**Input data:**
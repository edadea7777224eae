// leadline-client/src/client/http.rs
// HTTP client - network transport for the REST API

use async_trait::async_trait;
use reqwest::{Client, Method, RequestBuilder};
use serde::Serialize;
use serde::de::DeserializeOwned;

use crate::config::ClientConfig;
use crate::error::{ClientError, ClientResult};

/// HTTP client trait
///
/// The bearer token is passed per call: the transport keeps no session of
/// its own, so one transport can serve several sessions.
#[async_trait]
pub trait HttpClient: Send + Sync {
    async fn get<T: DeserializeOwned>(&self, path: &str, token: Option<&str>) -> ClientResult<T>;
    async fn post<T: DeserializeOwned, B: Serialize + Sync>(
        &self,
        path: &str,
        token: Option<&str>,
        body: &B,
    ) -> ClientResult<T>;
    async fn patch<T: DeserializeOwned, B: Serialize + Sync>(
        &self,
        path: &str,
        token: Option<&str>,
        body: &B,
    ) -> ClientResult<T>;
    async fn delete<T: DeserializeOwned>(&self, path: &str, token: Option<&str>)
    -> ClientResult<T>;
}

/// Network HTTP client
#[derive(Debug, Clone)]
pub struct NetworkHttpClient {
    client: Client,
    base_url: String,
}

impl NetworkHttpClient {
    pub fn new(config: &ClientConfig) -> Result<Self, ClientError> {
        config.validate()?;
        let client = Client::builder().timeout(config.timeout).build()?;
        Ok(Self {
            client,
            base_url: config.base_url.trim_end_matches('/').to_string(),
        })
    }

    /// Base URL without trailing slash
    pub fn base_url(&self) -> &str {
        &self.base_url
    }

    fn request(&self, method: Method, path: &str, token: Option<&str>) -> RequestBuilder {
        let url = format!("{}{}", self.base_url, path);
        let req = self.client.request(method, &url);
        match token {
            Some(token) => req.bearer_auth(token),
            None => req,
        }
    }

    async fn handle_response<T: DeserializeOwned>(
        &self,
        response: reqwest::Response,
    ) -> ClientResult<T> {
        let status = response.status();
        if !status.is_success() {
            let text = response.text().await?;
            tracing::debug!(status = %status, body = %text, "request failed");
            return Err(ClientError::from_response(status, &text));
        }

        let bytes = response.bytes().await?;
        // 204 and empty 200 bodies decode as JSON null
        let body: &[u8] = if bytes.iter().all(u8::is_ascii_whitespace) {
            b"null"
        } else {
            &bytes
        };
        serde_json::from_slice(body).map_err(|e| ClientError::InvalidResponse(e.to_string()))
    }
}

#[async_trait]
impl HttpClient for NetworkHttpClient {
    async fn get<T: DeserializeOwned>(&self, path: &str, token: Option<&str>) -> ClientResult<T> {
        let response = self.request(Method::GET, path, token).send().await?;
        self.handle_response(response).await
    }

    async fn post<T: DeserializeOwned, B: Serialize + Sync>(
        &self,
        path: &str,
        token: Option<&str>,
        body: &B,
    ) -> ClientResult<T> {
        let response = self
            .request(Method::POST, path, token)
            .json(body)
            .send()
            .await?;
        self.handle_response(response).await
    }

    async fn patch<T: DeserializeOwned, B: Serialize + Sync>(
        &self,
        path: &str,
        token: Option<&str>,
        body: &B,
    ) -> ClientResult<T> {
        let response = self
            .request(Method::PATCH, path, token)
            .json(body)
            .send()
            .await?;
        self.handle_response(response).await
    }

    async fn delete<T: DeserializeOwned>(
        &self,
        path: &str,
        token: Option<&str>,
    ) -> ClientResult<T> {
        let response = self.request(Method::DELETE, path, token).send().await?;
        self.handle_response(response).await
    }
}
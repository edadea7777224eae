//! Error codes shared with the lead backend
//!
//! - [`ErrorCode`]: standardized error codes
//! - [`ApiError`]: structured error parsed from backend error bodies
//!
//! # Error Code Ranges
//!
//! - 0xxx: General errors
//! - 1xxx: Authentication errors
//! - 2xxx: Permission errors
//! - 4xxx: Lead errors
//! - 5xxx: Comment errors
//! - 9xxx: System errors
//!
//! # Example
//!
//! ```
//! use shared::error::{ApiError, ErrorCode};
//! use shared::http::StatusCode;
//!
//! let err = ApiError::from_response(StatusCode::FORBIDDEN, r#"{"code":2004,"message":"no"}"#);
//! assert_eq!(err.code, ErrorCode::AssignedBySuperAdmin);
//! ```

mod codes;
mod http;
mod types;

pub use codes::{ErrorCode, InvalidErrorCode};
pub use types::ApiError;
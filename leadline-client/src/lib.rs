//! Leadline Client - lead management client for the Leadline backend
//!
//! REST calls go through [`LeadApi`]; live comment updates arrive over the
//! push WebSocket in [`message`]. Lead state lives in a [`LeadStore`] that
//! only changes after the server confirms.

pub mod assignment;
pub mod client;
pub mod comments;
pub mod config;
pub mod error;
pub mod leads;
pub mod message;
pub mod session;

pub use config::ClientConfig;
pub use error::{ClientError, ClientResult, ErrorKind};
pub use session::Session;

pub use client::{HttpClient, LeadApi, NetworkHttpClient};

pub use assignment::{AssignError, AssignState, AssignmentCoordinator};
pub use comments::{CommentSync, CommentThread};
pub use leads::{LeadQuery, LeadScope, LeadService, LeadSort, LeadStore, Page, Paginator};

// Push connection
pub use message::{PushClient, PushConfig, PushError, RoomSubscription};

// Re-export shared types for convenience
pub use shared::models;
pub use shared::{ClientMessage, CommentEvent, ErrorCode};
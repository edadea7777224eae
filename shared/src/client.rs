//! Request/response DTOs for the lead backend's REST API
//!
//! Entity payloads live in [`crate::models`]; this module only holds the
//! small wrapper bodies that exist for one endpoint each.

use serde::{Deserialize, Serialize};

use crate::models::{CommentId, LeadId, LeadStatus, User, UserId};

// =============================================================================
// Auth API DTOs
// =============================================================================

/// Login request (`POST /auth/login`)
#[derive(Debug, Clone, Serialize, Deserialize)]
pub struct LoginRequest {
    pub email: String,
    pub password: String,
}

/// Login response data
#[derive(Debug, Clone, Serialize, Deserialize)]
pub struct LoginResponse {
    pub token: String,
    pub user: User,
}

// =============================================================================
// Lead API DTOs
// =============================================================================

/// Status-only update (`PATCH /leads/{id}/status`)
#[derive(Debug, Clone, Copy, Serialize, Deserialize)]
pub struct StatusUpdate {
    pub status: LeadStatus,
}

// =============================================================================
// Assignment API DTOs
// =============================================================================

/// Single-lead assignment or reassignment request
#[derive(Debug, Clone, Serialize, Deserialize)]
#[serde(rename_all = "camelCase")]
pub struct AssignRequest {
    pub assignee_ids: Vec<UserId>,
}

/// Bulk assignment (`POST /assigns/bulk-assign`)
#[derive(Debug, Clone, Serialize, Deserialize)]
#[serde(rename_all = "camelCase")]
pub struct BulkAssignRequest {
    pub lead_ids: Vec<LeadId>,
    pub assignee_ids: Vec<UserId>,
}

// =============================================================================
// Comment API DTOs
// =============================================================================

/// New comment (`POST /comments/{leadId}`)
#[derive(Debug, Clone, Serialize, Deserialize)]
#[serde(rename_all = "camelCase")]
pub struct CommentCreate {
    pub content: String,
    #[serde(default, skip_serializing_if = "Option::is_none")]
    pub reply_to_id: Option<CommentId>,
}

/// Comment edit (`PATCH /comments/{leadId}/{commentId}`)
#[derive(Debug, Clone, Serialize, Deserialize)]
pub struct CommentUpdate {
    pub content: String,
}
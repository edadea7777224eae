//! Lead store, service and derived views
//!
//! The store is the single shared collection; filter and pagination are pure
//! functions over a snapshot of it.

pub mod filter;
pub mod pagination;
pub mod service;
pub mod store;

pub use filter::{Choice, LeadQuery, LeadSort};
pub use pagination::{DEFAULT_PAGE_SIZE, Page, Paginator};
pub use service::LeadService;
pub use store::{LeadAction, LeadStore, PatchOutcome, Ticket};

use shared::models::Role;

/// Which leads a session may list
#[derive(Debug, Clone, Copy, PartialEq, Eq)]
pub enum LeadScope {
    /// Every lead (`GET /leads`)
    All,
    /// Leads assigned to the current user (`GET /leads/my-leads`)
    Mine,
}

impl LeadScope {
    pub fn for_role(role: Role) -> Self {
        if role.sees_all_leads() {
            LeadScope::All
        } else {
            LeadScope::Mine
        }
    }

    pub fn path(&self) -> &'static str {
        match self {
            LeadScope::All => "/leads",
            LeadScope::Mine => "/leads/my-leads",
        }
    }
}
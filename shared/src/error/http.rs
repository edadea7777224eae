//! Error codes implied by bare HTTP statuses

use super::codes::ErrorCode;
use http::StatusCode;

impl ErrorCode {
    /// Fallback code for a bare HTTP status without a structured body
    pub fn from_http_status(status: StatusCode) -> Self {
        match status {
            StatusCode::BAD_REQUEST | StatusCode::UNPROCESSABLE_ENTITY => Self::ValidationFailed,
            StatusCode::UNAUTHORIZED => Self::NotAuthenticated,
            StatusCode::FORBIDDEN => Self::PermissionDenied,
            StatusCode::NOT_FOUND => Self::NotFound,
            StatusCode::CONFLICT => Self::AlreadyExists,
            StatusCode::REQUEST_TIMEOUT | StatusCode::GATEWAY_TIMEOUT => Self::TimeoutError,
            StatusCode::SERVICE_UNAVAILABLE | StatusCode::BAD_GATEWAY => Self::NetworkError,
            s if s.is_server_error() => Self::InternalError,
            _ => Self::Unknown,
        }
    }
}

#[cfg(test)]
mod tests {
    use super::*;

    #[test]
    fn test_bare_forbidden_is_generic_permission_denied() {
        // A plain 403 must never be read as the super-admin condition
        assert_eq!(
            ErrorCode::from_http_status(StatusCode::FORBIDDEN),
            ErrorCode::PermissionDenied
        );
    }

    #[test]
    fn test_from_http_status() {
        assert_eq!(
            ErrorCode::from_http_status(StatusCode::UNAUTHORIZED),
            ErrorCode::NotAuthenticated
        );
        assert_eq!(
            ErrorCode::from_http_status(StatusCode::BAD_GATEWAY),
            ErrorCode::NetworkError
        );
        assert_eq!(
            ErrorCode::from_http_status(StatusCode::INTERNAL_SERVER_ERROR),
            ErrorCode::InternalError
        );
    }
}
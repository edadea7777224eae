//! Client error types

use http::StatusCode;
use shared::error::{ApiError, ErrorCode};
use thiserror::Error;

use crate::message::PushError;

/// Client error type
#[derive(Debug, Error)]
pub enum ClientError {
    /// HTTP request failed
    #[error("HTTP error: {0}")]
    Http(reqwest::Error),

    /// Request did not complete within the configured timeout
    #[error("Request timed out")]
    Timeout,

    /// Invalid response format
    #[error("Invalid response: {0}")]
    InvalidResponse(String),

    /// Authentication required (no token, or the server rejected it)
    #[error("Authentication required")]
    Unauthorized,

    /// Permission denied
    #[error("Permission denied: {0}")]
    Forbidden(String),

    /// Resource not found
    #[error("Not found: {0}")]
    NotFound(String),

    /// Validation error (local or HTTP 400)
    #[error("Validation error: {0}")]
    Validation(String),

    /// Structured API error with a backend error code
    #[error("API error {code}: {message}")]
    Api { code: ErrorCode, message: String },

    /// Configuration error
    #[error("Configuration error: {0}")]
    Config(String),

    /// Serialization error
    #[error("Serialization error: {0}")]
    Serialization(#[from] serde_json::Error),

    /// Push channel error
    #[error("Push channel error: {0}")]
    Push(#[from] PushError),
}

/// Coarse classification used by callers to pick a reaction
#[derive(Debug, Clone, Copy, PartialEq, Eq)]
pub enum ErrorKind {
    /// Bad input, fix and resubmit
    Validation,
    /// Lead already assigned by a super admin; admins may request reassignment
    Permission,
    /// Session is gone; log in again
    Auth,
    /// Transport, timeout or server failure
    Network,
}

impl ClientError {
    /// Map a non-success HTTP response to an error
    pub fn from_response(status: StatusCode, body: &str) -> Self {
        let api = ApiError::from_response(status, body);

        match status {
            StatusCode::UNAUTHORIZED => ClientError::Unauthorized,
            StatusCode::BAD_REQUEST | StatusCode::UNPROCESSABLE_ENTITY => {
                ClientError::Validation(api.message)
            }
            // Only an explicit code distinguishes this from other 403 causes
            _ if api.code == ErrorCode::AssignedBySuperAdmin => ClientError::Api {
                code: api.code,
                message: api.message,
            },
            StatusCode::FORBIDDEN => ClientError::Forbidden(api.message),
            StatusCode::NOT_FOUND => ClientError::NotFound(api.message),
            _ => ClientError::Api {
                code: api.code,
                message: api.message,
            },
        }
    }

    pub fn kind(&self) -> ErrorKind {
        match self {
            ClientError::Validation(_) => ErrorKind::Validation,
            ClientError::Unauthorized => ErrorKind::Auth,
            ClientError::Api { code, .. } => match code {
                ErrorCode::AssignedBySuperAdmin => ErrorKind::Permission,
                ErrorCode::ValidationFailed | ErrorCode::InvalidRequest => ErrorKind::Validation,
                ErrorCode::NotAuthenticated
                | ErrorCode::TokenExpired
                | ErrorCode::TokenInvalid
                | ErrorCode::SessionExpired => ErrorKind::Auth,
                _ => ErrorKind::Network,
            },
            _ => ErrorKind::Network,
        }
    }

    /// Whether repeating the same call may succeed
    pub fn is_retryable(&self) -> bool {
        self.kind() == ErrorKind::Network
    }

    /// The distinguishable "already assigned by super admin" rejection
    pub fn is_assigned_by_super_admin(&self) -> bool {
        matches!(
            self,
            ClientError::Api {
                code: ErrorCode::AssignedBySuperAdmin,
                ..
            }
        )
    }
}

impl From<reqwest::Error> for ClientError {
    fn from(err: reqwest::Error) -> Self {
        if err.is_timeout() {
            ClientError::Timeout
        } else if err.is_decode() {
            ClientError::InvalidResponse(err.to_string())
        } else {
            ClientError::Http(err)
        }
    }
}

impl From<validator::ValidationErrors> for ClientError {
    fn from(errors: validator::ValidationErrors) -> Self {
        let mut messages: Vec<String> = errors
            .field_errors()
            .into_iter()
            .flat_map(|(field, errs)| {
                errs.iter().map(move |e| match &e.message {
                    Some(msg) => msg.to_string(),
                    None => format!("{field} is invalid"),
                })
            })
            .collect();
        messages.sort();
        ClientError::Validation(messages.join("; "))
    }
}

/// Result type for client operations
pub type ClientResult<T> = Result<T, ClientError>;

---

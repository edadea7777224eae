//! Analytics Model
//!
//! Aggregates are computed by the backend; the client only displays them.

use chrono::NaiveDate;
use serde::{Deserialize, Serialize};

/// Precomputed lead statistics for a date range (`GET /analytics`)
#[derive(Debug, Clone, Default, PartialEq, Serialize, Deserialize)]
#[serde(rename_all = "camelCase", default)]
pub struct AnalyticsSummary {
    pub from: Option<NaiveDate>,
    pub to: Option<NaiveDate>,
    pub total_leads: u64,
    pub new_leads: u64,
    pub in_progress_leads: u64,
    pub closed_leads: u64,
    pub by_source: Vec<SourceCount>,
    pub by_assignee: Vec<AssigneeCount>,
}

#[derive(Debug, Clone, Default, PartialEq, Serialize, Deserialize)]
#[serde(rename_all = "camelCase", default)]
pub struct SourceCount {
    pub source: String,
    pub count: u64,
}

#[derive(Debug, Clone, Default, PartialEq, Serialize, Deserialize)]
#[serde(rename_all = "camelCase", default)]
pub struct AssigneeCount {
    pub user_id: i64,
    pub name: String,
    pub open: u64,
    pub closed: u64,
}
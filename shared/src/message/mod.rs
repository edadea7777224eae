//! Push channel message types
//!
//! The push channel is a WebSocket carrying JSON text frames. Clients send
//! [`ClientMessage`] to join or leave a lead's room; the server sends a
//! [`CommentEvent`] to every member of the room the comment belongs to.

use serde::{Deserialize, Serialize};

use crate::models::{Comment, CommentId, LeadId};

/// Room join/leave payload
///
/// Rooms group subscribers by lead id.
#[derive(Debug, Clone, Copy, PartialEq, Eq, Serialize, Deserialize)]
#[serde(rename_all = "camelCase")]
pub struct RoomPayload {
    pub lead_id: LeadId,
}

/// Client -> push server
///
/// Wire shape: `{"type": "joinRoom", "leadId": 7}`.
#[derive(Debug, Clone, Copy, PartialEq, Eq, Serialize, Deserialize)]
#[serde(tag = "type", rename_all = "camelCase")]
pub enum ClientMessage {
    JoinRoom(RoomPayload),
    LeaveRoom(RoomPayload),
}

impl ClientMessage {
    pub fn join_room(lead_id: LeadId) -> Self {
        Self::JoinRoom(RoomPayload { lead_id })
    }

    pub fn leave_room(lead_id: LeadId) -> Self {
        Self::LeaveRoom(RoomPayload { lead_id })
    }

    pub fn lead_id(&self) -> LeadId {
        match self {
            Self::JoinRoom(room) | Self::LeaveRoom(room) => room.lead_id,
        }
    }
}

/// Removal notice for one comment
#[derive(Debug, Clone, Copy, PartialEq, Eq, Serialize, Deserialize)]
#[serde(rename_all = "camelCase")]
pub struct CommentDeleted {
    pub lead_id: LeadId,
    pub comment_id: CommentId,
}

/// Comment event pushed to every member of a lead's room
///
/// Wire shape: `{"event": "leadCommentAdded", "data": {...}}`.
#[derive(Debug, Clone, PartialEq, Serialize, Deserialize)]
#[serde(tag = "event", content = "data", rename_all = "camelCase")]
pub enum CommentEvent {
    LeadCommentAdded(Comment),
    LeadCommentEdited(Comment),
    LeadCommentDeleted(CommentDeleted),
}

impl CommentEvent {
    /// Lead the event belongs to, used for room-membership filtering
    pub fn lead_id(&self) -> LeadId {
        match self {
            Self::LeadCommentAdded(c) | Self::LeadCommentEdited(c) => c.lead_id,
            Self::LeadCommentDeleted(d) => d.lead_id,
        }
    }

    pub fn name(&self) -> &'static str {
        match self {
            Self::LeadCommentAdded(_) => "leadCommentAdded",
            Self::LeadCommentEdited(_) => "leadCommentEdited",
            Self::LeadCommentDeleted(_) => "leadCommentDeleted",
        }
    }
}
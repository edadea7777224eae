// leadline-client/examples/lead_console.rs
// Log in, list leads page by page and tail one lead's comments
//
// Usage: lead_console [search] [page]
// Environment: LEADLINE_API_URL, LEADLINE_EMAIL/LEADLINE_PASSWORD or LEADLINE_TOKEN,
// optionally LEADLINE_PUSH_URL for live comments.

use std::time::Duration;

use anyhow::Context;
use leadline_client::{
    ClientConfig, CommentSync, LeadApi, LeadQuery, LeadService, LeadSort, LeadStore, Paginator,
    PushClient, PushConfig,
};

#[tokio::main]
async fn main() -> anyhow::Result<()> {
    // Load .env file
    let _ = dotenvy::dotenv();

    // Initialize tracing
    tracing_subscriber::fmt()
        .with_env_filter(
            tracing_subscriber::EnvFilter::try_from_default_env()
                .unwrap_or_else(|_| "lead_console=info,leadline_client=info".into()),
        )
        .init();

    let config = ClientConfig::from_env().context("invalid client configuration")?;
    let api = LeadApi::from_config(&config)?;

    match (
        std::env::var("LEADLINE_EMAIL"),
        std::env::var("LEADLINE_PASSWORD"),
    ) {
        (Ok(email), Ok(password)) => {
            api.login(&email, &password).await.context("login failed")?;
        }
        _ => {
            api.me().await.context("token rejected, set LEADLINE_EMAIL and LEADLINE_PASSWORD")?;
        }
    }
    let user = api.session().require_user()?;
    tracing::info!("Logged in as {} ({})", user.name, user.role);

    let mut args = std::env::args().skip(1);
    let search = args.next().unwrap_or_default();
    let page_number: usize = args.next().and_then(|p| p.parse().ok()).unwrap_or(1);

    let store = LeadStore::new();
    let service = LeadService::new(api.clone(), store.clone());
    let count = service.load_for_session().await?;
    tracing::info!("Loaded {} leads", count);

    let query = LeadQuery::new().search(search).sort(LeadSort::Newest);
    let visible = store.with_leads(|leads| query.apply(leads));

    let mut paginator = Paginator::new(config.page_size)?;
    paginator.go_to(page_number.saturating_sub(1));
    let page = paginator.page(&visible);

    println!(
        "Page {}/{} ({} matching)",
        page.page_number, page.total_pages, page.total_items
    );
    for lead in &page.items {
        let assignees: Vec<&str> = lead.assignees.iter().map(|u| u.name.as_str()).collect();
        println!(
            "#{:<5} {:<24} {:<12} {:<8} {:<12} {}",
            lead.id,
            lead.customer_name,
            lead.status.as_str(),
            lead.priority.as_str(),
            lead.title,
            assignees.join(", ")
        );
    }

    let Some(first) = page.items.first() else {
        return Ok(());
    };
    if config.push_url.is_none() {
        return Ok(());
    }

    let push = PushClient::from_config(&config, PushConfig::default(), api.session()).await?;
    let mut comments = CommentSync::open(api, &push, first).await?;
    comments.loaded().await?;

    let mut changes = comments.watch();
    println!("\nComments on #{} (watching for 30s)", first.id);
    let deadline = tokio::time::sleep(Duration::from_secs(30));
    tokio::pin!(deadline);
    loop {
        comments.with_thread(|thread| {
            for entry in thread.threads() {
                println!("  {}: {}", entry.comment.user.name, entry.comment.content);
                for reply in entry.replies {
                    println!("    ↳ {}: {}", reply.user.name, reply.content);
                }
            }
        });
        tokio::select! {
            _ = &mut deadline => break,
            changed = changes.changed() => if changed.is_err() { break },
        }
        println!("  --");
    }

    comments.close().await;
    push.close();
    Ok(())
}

**Exercise description:**
Where the word "NaiveDate" shows up in a line of the entries above, copy that line.

**Solution:**
use chrono::NaiveDate;
    pub from: Option<NaiveDate>,
    pub to: Option<NaiveDate>,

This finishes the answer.